» EXTRACTED MATERIAL:
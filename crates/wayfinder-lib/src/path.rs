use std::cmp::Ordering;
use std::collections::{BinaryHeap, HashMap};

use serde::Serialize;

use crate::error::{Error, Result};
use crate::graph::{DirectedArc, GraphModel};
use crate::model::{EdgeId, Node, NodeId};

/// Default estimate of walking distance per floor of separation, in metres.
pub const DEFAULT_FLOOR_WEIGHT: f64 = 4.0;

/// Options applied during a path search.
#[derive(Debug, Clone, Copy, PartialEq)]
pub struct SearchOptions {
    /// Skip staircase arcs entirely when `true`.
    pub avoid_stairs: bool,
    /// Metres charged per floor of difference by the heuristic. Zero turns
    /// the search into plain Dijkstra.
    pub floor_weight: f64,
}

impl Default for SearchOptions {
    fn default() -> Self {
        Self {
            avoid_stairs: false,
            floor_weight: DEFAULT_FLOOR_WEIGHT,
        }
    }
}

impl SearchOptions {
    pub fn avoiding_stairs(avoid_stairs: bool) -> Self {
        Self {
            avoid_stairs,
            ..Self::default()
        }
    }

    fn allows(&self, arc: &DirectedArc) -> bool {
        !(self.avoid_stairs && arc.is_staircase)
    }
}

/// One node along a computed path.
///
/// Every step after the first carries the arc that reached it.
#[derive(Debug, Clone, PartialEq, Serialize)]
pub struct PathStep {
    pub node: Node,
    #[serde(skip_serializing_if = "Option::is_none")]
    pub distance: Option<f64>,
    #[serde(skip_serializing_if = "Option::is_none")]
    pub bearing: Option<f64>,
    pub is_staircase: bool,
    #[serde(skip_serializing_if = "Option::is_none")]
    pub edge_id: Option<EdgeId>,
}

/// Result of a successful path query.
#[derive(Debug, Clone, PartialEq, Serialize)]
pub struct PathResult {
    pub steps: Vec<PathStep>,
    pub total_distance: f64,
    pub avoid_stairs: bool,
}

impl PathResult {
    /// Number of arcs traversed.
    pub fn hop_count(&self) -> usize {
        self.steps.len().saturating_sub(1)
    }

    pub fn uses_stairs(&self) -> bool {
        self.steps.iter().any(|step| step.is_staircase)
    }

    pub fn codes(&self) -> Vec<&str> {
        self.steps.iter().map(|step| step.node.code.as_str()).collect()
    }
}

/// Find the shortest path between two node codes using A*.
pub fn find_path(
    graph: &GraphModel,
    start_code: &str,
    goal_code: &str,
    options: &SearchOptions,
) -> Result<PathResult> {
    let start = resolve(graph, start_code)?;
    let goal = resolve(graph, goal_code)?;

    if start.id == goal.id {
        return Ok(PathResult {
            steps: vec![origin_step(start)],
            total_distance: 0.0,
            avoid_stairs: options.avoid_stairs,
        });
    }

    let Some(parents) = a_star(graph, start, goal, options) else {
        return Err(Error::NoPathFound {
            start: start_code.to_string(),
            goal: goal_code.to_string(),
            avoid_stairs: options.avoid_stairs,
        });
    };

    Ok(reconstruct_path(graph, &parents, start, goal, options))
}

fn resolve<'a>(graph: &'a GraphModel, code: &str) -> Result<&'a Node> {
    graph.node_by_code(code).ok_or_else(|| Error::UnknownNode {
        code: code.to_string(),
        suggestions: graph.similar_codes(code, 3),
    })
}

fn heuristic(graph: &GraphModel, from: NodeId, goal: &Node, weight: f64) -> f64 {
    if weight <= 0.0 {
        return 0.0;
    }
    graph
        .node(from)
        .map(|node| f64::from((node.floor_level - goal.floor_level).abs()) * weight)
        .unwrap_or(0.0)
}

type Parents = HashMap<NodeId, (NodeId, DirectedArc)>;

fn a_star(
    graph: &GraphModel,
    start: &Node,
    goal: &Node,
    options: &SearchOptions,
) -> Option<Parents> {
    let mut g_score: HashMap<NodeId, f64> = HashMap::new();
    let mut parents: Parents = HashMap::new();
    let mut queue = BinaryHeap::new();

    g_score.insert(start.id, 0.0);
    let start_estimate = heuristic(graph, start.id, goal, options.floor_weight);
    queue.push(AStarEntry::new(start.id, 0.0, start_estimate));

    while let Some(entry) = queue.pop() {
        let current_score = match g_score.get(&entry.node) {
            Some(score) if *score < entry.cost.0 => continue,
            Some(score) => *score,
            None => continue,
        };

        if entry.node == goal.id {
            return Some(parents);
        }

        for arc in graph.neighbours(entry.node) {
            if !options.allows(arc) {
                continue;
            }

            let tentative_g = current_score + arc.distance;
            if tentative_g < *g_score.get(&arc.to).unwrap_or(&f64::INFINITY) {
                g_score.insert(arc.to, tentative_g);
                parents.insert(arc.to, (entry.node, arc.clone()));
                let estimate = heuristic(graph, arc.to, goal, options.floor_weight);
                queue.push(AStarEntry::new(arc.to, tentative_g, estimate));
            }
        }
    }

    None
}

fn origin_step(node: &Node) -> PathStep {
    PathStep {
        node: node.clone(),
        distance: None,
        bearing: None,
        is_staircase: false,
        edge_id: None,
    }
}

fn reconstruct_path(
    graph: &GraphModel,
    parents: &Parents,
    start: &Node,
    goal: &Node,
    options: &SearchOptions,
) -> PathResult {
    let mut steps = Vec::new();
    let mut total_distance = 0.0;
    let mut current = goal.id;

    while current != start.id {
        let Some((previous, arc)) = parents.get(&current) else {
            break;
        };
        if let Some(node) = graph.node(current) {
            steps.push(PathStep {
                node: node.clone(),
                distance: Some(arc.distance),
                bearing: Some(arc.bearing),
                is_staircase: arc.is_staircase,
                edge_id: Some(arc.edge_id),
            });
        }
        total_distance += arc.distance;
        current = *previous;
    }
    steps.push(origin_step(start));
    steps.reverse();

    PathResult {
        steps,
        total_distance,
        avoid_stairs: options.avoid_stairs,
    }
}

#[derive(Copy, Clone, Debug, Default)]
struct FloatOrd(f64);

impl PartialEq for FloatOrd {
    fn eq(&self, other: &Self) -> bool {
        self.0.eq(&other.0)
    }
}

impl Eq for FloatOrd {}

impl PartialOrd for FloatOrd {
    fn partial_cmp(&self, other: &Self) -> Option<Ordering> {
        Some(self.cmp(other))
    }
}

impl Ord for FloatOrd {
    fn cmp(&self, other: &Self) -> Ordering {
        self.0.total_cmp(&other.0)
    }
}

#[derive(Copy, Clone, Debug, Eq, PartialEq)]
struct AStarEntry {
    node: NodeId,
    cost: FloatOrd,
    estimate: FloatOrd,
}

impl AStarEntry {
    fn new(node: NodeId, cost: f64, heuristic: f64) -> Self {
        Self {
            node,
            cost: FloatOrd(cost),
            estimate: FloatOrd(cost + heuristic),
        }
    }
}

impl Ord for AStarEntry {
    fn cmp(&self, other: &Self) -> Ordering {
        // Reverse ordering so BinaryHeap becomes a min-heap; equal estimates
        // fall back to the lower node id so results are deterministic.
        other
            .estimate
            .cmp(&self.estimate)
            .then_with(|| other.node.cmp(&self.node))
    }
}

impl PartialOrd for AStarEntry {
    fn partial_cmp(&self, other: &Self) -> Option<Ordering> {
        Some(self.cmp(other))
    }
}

» PROMPT:
All lines from the beginning of the material above through the one with "Skip staircase arcs" need to be returned exactly; please return those and only those.

» REPLY:
filename crates/wayfinder-lib/src/path.rs
use std::cmp::Ordering;
use std::collections::{BinaryHeap, HashMap};

use serde::Serialize;

use crate::error::{Error, Result};
use crate::graph::{DirectedArc, GraphModel};
use crate::model::{EdgeId, Node, NodeId};

/// Default estimate of walking distance per floor of separation, in metres.
pub const DEFAULT_FLOOR_WEIGHT: f64 = 4.0;

/// Options applied during a path search.
#[derive(Debug, Clone, Copy, PartialEq)]
pub struct SearchOptions {
    /// Skip staircase arcs entirely when `true`.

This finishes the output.